One area where this shift is visible is in discussions around the relationship between UNDP and UNOPS. A technical review currently underway is examining whether closer integration between the two organisations could combine UNDP’s policy expertise with UNOPS’s operational model, which largely operates on a self-financing, fee-for-service basis. The review is expected to report to the United Nations General Assembly by mid-2026.

The broader idea being explored is sometimes described as “Country Team 2.0”: a move away from a fragmented system in which numerous agencies compete for shrinking pools of ODA. Instead, reform discussions increasingly focus on creating more integrated knowledge and delivery hubs, capable of combining policy advice, project management and technical support.

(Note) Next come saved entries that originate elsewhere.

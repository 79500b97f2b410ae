//! 印版分配整數線性模型建構
//!
//! 分配問題含兩種變數乘積，這裡線性化後交給求解器：
//! - `ups[i] × sheets[j] >= QTY[i]`（吊牌在印版上時）：將 `ups[i]` 展開成取值
//!   布林變數 `y[i][u]`，對每個 (i, j, u) 要求
//!   `sheets[j] >= ceil(QTY[i] / u) · (on[i][j] + y[i][u] - 1)`；
//! - `ups[i] × on[i][j]`（容量計算）：以 big-M 線性化為 `active[i][j]`。
//!
//! 另加入兩組由上述約束推得的有效不等式，只收緊線性鬆弛，不改變可行解。

use plate_core::{
    config::{DEFAULT_MAX_PRODUCT, DEFAULT_MAX_SHEETS},
    PlateIndex, Tag,
};
use plate_solver::{
    BoolVar, IntVar, LinearConstraint, LinearExpr, MipModel, MipSolution, ModelError, OneHot,
};

use crate::seed::SeedAssignment;

/// 建構完成的模型與各決策變數句柄
#[derive(Debug, Clone)]
pub struct PlateModel {
    model: MipModel,
    /// 吊牌 i 所屬印版
    tag_plate: Vec<IntVar>,
    /// 吊牌 i 的 ups
    ups: Vec<IntVar>,
    /// 印版 j 的張數
    sheets: Vec<IntVar>,
    /// `on_plate[i][j]` ⇔ 吊牌 i 在印版 j
    on_plate: Vec<Vec<BoolVar>>,
    /// `ups[i]` 的取值展開
    ups_levels: Vec<OneHot>,
    /// `active_ups[i][j] = ups[i] × on_plate[i][j]`
    active_ups: Vec<Vec<IntVar>>,
}

/// 從解讀出的分配
#[derive(Debug, Clone, PartialEq, Eq)]
pub struct PlateAssignment {
    pub plates: Vec<PlateIndex>,
    pub ups: Vec<i64>,
    pub sheets: Vec<i64>,
}

impl PlateAssignment {
    /// 目標值：所有印版張數總和
    pub fn total_sheets(&self) -> i64 {
        self.sheets.iter().sum()
    }

    /// 指定印版上的吊牌索引（依輸入順序）
    pub fn tags_on(&self, plate: PlateIndex) -> impl Iterator<Item = usize> + '_ {
        self.plates
            .iter()
            .enumerate()
            .filter(move |&(_, p)| *p == plate)
            .map(|(i, _)| i)
    }
}

impl PlateModel {
    pub fn mip_model(&self) -> &MipModel {
        &self.model
    }

    pub fn tag_plate_vars(&self) -> &[IntVar] {
        &self.tag_plate
    }

    pub fn ups_vars(&self) -> &[IntVar] {
        &self.ups
    }

    pub fn sheet_vars(&self) -> &[IntVar] {
        &self.sheets
    }

    pub fn indicator(&self, tag: usize, plate: PlateIndex) -> Option<BoolVar> {
        self.on_plate.get(tag)?.get(plate.get()).copied()
    }

    pub fn num_tags(&self) -> usize {
        self.tag_plate.len()
    }

    pub fn num_plates(&self) -> usize {
        self.sheets.len()
    }

    /// 讀出解中的分配
    pub fn decode(&self, solution: &MipSolution) -> PlateAssignment {
        PlateAssignment {
            plates: self
                .tag_plate
                .iter()
                .map(|&v| PlateIndex::new(solution.value(v).max(0) as usize))
                .collect(),
            ups: self.ups.iter().map(|&v| solution.value(v)).collect(),
            sheets: self.sheets.iter().map(|&v| solution.value(v)).collect(),
        }
    }

    /// 由分配推出所有輔助變數的值，得到完整賦值（`decode` 的反向）
    ///
    /// 不檢查可行性；結果可交給 [`MipModel::check`] 驗證。
    pub fn lift(&self, assignment: &PlateAssignment) -> Vec<i64> {
        let mut values: Vec<i64> = self.model.vars().iter().map(|v| v.lo).collect();

        for (i, &var) in self.tag_plate.iter().enumerate() {
            let plate = assignment.plates.get(i).map_or(0, |p| p.get());
            let ups = assignment.ups.get(i).copied().unwrap_or(1);
            values[var.index()] = plate as i64;
            values[self.ups[i].index()] = ups;

            for (j, &on) in self.on_plate[i].iter().enumerate() {
                let here = j == plate;
                values[on.index()] = here as i64;
                values[self.active_ups[i][j].index()] = if here { ups } else { 0 };
            }
            for (u, literal) in self.ups_levels[i].iter() {
                values[literal.index()] = (u == ups) as i64;
            }
        }
        for (j, &var) in self.sheets.iter().enumerate() {
            values[var.index()] = assignment.sheets.get(j).copied().unwrap_or(1);
        }
        values
    }
}

/// 向上取整除法（除數為正）
fn ceil_div(a: i64, b: i64) -> i64 {
    a / b + i64::from(a % b != 0)
}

Parallel discussions under UN80 are also exploring possible consolidation between UN Women and UNFPA, although these proposals remain politically sensitive, particularly given concerns about protecting normative mandates in both entities. Even so, the debates themselves reveal a growing recognition that institutional fragmentation is becoming harder to sustain in a context of financial pressure and expanding operational demands.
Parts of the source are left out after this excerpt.